:: TRY IT ::
Only the lines containing "talk" belong in the answer; find them in the material below.

:: DATA UNDER STUDY ::

-----

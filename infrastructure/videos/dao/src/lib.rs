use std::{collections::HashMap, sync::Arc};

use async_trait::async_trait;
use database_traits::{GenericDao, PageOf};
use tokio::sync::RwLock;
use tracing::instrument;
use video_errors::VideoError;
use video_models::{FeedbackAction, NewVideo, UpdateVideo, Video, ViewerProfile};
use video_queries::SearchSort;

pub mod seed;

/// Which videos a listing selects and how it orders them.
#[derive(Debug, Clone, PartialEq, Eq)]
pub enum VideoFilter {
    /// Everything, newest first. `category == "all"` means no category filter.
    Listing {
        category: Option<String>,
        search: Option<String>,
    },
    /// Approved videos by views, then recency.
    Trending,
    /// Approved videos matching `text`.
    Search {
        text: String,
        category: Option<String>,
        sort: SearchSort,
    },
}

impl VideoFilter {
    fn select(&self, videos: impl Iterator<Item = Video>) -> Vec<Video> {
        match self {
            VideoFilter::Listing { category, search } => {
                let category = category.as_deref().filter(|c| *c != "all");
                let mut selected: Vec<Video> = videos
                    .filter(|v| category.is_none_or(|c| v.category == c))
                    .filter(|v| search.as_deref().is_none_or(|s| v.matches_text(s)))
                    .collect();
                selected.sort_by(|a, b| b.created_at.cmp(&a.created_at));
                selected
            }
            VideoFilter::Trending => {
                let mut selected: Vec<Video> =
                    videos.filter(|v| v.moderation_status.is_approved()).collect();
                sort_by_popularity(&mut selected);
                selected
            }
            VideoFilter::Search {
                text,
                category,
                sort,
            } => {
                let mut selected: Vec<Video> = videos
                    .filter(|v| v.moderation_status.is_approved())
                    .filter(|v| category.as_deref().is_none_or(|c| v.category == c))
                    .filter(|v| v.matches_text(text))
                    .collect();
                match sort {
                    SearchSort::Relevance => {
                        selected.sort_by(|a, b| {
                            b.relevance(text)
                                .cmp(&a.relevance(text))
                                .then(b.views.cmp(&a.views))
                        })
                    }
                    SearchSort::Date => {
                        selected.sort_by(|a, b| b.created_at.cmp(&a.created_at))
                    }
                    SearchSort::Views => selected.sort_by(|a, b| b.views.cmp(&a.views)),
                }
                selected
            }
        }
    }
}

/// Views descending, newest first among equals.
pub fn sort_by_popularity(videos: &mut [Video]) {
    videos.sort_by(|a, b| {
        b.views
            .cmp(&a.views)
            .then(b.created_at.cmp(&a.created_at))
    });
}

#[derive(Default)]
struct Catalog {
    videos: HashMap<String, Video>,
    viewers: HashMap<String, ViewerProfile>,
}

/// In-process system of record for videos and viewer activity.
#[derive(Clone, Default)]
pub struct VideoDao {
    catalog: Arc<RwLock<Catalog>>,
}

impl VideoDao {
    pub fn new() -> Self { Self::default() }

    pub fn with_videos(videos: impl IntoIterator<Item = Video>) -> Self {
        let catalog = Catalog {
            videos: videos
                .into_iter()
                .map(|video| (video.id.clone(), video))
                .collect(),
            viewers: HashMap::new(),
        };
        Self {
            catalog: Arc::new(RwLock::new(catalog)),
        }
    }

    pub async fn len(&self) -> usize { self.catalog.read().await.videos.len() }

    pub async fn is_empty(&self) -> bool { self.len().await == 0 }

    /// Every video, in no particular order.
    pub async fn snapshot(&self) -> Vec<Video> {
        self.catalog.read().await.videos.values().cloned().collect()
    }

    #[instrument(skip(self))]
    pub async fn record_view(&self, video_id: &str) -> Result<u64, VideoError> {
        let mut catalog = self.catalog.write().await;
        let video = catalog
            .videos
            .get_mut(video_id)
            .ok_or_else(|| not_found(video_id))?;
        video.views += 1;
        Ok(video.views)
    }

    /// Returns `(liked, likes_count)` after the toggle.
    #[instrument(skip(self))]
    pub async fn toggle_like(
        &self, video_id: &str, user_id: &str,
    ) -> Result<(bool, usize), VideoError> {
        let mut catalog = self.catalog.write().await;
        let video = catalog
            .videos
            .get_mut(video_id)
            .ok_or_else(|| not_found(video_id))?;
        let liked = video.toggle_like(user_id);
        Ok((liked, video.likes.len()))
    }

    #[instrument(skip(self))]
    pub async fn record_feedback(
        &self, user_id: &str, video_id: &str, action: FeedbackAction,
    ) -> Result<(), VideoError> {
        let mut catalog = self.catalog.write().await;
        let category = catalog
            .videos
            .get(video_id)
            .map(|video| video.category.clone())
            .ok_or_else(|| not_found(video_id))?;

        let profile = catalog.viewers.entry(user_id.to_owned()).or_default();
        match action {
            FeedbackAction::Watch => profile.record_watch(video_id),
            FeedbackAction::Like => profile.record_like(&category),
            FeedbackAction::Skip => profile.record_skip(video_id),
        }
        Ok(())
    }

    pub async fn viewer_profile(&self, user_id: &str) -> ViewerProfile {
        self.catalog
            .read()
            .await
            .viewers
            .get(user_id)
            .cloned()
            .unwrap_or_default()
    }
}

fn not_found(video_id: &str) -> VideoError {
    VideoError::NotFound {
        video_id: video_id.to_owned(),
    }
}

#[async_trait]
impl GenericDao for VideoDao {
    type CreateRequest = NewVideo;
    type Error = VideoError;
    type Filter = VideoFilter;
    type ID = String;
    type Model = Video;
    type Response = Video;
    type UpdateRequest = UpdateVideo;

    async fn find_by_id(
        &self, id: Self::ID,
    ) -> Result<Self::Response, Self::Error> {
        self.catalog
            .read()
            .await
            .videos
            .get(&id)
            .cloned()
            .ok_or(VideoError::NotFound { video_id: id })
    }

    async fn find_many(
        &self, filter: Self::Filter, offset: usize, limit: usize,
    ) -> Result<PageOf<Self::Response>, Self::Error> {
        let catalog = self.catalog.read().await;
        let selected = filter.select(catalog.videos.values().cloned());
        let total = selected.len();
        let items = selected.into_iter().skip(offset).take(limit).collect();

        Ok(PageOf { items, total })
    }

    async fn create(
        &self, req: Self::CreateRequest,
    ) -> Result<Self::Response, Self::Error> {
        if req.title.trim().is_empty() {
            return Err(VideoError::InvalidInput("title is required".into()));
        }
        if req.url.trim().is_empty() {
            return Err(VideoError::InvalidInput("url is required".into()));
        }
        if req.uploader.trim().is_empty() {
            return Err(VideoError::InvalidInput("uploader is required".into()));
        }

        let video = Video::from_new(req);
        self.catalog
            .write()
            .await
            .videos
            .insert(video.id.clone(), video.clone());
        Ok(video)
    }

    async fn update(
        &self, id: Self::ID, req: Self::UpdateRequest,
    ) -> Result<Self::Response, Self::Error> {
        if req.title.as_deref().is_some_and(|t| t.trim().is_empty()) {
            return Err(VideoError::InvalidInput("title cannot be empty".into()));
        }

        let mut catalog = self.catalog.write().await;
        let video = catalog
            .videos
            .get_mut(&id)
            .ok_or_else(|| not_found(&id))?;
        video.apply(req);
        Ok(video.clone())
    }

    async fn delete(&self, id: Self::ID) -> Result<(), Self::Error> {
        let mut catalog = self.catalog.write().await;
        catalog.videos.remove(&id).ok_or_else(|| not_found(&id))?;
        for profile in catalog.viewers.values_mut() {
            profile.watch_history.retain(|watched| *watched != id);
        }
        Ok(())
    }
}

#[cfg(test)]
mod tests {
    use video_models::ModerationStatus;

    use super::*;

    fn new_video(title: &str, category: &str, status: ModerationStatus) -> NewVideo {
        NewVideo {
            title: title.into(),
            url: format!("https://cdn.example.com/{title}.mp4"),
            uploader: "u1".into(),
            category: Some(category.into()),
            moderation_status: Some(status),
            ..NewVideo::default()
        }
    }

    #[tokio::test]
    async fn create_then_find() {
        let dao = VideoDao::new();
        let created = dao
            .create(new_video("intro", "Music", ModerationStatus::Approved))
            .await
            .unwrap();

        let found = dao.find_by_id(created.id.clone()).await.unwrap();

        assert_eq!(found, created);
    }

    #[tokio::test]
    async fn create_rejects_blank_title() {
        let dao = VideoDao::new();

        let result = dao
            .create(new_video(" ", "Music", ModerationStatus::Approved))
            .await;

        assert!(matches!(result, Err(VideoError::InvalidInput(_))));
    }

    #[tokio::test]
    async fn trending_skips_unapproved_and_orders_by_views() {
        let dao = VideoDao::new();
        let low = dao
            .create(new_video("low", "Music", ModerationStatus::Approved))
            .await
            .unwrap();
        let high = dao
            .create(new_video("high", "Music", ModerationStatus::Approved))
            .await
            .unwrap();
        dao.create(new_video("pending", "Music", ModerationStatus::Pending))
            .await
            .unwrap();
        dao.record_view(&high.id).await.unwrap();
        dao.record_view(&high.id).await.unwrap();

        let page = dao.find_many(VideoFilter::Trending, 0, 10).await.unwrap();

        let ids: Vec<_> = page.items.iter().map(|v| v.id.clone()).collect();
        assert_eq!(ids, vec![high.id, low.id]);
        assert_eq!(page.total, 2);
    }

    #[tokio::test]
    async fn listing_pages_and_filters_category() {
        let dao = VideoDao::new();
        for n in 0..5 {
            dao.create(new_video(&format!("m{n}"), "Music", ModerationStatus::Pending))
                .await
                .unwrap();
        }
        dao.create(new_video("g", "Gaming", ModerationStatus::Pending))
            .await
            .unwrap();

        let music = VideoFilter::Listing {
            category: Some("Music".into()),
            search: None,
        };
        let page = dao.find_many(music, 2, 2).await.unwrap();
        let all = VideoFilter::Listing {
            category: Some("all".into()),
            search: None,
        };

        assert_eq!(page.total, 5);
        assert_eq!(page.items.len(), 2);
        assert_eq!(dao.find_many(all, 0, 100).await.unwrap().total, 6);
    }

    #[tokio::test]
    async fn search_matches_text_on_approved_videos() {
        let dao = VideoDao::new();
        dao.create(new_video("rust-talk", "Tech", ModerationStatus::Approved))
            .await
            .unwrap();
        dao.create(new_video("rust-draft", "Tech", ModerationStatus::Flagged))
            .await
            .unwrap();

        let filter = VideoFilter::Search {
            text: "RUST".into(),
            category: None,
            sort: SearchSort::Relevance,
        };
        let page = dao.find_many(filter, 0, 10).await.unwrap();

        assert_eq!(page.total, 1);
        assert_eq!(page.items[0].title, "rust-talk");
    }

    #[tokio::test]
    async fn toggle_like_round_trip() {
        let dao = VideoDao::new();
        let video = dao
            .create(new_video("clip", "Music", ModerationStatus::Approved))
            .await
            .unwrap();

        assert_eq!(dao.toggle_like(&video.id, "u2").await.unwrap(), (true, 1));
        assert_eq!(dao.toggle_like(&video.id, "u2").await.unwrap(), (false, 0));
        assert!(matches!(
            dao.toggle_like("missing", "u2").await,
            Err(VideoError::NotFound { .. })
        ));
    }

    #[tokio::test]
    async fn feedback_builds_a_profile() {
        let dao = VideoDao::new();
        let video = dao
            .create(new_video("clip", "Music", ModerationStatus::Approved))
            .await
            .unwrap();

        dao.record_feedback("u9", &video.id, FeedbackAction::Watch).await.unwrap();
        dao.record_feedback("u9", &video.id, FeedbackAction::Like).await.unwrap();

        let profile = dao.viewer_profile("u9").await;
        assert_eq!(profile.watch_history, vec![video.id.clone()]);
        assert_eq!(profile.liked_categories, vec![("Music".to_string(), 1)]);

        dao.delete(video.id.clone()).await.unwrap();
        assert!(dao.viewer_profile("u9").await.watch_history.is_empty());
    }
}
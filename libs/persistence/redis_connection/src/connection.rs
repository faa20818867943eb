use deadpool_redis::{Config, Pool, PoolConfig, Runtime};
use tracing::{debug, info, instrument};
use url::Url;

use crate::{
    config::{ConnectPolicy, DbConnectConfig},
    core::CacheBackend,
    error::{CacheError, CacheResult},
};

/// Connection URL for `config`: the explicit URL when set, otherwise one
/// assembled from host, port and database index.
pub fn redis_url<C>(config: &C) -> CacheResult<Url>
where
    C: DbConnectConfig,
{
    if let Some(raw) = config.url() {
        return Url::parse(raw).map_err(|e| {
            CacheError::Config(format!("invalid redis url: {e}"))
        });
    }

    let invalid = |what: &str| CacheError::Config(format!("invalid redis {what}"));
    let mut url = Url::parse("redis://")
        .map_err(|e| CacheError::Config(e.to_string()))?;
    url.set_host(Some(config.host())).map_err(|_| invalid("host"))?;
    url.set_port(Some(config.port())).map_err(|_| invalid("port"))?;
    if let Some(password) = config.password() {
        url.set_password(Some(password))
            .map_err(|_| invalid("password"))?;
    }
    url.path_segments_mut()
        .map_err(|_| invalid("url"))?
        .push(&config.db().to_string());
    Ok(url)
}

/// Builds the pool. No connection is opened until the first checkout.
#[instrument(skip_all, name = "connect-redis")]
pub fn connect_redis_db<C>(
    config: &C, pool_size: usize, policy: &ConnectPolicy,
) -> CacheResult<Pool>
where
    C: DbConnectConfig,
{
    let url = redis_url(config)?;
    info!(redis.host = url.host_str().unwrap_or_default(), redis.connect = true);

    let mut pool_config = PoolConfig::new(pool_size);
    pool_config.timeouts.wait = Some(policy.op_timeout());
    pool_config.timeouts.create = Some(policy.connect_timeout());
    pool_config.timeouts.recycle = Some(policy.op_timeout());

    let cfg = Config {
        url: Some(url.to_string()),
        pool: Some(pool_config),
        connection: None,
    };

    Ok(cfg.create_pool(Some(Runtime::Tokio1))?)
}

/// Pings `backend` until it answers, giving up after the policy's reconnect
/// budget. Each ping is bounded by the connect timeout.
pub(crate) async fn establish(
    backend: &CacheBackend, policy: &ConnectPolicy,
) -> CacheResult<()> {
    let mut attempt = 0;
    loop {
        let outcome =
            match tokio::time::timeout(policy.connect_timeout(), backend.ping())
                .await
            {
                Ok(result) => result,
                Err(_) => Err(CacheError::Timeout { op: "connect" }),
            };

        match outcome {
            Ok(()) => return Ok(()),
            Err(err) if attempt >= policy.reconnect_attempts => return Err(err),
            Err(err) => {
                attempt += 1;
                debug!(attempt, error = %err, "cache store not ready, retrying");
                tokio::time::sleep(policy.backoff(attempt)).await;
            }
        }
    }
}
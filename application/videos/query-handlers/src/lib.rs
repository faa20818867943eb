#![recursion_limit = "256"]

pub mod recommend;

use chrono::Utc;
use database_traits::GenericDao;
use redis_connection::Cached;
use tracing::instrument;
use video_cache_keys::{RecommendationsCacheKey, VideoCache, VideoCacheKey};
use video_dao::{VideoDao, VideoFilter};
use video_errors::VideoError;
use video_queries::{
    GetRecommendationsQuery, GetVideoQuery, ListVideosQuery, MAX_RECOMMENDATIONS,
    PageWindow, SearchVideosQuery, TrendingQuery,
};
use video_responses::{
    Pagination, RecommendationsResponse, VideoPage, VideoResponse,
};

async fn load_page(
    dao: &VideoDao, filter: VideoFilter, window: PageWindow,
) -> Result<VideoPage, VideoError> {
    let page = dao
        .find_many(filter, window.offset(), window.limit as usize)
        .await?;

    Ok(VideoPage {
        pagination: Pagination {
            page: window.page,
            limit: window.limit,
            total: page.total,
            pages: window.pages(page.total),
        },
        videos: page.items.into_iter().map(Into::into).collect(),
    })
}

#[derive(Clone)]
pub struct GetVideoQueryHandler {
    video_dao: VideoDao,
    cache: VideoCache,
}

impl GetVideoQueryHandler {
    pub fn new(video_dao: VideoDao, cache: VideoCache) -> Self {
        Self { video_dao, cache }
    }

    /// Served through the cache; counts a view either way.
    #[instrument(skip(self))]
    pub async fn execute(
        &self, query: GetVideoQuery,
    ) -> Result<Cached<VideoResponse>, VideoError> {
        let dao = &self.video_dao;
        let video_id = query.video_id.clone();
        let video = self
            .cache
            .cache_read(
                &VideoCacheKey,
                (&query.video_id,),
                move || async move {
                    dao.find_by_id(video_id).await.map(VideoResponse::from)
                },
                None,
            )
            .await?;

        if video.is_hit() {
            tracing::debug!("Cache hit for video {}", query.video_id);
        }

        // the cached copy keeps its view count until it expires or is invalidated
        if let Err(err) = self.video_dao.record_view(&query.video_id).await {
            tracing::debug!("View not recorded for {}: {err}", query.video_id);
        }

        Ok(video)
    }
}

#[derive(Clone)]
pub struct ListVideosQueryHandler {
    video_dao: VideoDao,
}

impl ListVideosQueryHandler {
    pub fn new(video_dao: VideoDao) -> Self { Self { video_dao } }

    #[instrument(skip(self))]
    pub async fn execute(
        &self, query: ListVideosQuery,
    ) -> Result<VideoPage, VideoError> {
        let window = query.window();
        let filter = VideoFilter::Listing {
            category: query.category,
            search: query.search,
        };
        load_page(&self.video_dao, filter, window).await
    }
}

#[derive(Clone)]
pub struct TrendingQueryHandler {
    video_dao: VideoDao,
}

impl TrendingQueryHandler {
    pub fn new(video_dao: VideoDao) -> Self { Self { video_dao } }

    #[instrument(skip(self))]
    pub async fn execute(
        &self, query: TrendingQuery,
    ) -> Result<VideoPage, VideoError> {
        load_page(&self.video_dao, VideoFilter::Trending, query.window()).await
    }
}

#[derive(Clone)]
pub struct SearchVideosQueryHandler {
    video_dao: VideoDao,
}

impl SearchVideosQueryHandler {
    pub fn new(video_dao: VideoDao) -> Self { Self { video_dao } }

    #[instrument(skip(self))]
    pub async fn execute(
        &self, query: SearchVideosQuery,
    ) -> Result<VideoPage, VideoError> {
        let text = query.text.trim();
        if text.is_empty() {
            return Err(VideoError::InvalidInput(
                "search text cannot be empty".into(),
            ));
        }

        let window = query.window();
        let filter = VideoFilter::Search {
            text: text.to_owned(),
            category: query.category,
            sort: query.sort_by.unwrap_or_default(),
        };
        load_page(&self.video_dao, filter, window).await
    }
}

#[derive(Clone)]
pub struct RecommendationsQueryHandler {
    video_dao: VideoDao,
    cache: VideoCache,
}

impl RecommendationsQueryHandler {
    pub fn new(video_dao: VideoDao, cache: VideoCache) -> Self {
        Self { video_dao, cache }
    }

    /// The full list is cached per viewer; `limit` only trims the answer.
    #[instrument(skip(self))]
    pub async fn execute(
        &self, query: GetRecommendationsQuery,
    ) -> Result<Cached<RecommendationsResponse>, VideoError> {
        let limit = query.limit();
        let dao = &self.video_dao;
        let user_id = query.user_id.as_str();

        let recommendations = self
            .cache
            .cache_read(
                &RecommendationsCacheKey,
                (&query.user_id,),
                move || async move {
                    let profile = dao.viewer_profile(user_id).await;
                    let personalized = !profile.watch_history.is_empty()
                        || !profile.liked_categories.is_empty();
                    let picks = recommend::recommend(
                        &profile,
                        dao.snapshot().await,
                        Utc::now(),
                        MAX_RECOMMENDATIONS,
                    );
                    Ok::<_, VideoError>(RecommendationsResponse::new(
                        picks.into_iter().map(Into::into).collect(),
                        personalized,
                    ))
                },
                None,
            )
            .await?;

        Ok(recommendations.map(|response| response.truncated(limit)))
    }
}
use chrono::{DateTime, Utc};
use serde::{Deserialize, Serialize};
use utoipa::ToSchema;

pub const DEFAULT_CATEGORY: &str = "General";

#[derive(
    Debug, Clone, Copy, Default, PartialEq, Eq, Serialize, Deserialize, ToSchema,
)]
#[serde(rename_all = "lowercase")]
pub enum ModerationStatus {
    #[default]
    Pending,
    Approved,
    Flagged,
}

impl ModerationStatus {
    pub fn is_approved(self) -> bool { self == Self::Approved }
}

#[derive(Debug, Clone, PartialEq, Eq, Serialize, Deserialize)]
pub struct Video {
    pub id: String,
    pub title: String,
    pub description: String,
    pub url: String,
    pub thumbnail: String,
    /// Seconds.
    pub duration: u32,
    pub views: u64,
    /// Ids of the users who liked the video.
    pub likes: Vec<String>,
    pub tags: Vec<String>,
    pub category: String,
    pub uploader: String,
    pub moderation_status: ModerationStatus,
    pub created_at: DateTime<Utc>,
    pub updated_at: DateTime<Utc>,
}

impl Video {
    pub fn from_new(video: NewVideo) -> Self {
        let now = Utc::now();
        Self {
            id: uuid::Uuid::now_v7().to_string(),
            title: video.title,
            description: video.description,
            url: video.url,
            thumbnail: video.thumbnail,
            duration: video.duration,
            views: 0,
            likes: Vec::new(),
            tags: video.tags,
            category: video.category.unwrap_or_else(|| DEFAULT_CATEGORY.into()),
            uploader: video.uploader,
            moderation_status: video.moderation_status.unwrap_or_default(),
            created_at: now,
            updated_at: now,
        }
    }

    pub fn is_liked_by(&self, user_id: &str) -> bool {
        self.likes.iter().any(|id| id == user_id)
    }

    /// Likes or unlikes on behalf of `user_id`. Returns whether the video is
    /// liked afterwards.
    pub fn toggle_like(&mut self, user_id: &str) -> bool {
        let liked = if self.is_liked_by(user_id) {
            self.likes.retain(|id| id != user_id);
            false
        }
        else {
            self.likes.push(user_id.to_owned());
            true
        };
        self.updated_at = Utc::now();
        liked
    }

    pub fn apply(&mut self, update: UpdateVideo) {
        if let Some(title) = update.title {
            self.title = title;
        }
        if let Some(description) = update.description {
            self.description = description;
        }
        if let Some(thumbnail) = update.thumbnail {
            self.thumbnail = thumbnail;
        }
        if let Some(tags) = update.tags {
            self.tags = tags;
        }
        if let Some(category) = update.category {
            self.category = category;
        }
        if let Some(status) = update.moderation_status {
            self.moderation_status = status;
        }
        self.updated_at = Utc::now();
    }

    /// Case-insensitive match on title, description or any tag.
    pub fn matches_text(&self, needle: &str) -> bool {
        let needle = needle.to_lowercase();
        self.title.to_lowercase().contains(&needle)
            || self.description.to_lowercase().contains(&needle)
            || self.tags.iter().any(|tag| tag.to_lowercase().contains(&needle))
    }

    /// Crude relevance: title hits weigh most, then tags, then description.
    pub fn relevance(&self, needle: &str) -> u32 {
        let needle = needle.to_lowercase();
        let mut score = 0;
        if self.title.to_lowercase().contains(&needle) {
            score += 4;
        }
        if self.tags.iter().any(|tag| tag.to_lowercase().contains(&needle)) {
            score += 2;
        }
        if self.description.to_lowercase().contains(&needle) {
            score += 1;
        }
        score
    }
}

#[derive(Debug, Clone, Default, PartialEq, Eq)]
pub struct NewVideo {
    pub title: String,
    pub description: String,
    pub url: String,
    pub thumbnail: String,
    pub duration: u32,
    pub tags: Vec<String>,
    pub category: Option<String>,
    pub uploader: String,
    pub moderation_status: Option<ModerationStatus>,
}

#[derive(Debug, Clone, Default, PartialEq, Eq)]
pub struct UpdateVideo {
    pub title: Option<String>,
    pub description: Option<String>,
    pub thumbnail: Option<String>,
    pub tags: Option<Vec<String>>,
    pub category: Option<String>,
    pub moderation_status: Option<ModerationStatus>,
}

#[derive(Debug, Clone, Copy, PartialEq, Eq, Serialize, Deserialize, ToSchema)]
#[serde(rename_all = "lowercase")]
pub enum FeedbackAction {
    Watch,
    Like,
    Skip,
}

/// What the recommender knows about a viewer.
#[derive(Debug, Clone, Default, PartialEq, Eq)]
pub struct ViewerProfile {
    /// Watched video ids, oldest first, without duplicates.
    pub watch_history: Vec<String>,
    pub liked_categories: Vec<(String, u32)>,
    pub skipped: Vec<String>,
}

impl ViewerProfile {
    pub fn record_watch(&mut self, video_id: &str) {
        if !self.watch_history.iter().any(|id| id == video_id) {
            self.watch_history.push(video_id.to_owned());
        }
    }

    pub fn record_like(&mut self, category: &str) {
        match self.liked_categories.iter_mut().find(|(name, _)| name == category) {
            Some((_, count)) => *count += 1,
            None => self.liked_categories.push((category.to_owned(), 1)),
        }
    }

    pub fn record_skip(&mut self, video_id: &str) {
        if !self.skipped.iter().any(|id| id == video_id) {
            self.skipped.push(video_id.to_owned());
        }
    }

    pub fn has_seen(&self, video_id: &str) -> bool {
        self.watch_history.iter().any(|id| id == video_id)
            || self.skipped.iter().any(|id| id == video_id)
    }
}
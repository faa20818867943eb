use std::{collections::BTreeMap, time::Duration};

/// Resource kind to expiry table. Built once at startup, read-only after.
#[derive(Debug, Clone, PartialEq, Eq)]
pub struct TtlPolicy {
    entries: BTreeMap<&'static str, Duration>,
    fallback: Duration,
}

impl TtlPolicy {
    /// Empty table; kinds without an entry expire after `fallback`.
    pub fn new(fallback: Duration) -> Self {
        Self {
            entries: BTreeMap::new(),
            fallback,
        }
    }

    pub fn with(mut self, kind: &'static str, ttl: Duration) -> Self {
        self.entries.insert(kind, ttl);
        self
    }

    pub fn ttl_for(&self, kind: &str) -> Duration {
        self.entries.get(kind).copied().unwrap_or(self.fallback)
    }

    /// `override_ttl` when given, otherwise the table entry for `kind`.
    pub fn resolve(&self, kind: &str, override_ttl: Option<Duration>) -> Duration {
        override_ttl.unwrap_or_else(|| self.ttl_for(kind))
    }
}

-----

:: RESPONSE TO THIS TASK ::
        dao.create(new_video("rust-talk", "Tech", ModerationStatus::Approved))
        assert_eq!(page.items[0].title, "rust-talk");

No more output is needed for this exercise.